Severe acute respiratory syndrome coronavirus 2 (SARS-CoV-2) transmits through the air by a combination of the large droplets exhaled when people cough or sneeze and the very small droplets people generate in their airways when they naturally breathe. How exhaled respiratory droplets vary between individuals, evolve over time within individuals, and change with the onset and progression of COVID-19 infection is poorly understood, yet critical to clarifying the nature of COVID-19 transmission--and other highly communicable airborne respiratory diseases, such as influenza and tuberculosis (TB). Generation of respiratory droplets in exhaled breath can occur by the force of the fast airflows in the upper airways that arise when we breathe, talk, cough, and sneeze. At peak inspiratory flows during normal breathing, airspeeds in the trachea and main bronchi can reach turbulent velocities.

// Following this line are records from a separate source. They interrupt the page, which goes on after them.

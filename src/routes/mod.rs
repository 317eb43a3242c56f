//! Router assembly.
//!
//! One Axum router serves the websocket relay at `/ws`, the storage routes
//! the client uses for history, drag commits and erases, and `/healthz`.

pub mod auth;
pub mod shapes;
pub mod ws;

use axum::Router;
use axum::http::StatusCode;
use axum::routing::{get, put};
use tower_http::cors::{Any, CorsLayer};
use tower_http::trace::TraceLayer;

use crate::state::AppState;

pub fn app(state: AppState) -> Router {
    let cors = CorsLayer::new()
        .allow_origin(Any)
        .allow_methods(Any)
        .allow_headers(Any);

    Router::new()
        .route("/ws", get(ws::handle_ws))
        .route("/chats/{room_id}", get(shapes::history))
        .route(
            "/shapes/{room_id}/{shape_id}",
            put(shapes::update_shape).delete(shapes::delete_shape),
        )
        .route("/healthz", get(healthz))
        .layer(cors)
        .layer(TraceLayer::new_for_http())
        .with_state(state)
}

async fn healthz() -> StatusCode {
    StatusCode::OK
}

The rush of air over the thin (5 mm to 10 mm) mucus layer lining the airways can break up the mucus surface into small droplets in the way strong winds produce breakup and spray on the surface of the ocean. The nature and extent of this droplet breakup is dependent on the surface properties of the mucus itself. Among properties, most influencing droplet generation and droplet size are surface viscoelasticity (which resists the stretching of mucus surface on breakup) and surface tension (which lowers the energy expended in small droplet creation).

In airway lining mucus, both properties vary with lung surfactant type and concentration, as well as with composition and structure of mucus in close proximity to air surfaces. Surfactant and mucin compositional and structural changes, driven, in part, by physiological alterations of the human condition--including diet, ageing, and COVID-19 infection itself --may therefore be anticipated to alter droplet generation and droplet size during acts of breathing.

To ascertain whether COVID-19 infection and other phenotypical differences associated with severity of infection risk might alter airborne droplet generation from airway lining fluid during acts of breathing, they conducted two studies in human and nonhuman primates (NHPs). In our first study, we evaluated the exhaled breath of 194 human subjects at two sites to determine exhaled breath particle variations in the human population. In their second study, we measured the exhaled breath from two species of NHPs following experimental infection via inhalation of SARS-CoV-2. They then assessed exhaled breath particle evolution over the time course of exhaled aerosol particles as a function of nasal viral titer.